[Records supplied — start]

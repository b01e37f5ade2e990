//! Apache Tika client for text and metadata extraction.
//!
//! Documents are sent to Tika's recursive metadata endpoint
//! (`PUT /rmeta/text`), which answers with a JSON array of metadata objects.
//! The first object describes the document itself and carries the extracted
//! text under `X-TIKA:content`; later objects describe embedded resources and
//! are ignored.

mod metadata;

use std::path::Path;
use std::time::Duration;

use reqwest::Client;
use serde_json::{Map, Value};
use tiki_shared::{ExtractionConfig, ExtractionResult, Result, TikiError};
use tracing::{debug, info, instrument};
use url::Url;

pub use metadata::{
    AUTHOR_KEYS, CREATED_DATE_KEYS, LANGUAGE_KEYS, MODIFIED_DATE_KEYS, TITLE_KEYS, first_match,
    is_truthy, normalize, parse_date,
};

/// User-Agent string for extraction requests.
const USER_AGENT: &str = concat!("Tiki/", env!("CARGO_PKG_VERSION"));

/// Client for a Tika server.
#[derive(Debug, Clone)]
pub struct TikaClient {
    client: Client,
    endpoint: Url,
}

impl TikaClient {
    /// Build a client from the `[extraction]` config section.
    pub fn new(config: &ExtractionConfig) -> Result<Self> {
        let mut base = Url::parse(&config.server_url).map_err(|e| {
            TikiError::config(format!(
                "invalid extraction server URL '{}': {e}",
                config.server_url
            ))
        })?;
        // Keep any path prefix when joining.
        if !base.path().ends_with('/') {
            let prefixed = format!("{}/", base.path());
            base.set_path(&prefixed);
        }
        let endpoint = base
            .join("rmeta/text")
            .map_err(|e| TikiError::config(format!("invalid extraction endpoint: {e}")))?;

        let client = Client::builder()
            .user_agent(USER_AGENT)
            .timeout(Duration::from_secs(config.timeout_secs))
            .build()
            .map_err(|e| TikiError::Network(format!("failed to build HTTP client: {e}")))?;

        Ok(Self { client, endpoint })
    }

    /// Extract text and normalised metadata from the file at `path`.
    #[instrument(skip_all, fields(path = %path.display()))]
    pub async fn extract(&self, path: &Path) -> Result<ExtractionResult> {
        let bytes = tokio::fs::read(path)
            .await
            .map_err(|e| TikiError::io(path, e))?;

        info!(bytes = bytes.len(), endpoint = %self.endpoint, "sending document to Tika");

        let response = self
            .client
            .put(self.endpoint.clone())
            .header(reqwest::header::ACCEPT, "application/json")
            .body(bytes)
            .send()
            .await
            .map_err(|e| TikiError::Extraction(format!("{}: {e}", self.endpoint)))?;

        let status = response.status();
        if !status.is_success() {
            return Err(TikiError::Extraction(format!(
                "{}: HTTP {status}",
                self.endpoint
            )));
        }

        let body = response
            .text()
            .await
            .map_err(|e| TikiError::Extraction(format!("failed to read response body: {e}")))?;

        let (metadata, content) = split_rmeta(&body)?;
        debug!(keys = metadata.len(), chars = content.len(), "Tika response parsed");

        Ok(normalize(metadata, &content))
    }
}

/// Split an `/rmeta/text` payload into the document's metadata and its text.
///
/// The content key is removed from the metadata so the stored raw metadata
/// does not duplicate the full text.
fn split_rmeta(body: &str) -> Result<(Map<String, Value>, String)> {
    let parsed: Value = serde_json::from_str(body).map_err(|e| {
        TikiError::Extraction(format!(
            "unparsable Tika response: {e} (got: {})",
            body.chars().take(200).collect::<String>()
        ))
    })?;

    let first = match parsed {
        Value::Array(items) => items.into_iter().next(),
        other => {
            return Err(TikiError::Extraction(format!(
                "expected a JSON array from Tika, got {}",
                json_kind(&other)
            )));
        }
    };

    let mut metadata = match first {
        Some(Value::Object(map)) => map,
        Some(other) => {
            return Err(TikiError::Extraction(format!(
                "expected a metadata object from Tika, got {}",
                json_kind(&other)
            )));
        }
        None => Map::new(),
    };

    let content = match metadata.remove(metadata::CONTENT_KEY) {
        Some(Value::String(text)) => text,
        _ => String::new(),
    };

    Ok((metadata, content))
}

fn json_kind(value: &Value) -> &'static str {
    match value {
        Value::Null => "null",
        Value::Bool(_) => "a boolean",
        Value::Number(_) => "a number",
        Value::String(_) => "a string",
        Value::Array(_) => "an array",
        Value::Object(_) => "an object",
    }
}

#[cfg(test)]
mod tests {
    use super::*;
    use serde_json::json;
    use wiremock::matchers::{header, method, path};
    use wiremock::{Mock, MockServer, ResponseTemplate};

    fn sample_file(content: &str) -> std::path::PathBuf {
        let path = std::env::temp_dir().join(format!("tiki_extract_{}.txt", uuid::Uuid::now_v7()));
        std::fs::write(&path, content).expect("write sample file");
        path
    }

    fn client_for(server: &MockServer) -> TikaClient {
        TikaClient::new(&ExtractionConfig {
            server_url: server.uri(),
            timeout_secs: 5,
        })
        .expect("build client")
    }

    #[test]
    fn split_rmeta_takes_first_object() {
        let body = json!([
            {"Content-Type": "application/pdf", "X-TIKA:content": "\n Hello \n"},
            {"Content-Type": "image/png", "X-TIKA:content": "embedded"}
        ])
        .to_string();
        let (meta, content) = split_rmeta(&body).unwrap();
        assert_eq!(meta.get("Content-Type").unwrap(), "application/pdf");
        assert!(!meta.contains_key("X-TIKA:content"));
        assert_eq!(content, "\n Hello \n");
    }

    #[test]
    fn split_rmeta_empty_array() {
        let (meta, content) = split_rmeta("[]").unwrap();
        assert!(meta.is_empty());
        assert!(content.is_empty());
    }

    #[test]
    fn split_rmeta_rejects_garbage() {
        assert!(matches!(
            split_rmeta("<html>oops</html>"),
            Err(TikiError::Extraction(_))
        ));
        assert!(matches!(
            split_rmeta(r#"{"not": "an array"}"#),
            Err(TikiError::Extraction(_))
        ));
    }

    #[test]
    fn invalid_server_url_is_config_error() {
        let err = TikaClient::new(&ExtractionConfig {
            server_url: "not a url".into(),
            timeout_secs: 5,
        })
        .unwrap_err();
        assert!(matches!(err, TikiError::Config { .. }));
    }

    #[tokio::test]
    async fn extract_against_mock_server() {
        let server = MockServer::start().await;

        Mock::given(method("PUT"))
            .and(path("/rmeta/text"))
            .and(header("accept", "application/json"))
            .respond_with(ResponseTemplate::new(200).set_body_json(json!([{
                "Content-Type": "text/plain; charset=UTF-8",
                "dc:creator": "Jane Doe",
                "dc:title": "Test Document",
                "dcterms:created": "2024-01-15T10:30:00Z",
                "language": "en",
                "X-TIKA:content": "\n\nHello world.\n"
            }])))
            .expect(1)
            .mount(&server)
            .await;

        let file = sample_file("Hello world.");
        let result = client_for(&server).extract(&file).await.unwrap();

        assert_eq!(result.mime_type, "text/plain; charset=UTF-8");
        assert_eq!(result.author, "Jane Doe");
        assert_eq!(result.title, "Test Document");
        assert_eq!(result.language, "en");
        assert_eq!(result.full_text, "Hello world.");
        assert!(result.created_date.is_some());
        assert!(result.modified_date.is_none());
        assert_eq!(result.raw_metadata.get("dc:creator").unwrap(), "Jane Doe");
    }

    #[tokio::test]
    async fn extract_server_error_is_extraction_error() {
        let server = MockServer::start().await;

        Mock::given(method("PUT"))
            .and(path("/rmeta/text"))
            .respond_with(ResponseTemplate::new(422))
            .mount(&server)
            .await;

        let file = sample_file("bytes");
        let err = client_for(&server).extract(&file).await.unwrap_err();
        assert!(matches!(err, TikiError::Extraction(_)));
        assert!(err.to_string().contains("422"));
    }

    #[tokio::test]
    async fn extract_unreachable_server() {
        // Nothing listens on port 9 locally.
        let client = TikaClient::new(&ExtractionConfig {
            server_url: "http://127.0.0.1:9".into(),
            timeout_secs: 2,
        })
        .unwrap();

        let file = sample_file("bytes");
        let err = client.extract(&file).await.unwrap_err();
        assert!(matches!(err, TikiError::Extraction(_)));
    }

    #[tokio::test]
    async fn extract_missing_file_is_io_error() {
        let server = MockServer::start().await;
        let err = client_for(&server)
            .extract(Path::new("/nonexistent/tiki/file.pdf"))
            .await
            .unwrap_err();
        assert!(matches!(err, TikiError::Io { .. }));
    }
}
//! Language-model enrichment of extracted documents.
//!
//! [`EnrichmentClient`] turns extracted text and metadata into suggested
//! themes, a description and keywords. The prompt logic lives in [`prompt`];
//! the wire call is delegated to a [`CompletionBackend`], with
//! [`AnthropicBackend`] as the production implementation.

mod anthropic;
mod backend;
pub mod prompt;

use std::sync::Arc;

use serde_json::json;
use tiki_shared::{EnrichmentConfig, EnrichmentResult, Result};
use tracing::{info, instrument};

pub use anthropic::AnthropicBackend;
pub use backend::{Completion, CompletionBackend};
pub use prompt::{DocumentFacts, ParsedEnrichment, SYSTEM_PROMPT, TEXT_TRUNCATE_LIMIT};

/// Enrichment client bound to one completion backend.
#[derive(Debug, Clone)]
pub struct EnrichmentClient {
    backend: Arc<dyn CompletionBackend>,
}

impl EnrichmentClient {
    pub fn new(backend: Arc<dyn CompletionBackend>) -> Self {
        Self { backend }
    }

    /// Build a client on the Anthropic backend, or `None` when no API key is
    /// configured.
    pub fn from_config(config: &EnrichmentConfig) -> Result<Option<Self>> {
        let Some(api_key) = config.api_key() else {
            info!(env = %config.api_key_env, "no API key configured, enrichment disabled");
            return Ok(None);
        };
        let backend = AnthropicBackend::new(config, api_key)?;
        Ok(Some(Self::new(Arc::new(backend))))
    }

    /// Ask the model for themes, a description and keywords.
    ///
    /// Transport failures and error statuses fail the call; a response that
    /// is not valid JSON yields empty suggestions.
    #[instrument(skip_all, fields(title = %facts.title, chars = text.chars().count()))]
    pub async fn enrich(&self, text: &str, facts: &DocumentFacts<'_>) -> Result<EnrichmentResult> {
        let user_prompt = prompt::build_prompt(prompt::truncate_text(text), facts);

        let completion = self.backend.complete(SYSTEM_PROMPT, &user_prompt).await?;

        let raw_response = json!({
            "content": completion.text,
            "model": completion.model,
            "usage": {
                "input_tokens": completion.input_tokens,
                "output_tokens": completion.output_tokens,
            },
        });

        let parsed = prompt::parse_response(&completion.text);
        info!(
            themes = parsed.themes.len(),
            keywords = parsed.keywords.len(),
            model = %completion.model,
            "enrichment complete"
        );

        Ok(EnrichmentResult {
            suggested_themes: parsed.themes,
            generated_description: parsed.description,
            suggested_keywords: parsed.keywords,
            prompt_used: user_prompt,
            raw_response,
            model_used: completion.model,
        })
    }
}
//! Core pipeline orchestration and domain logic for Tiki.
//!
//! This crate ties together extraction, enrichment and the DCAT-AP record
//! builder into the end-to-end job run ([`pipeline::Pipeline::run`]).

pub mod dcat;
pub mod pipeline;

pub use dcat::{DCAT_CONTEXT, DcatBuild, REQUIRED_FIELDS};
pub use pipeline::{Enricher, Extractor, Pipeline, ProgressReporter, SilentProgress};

[Records supplied — finish]

Try it:
Please go through the data and copy each line containing the word "themes".

Written solution:
//! themes, a description and keywords. The prompt logic lives in [`prompt`];
    /// Ask the model for themes, a description and keywords.
            themes = parsed.themes.len(),
            suggested_themes: parsed.themes,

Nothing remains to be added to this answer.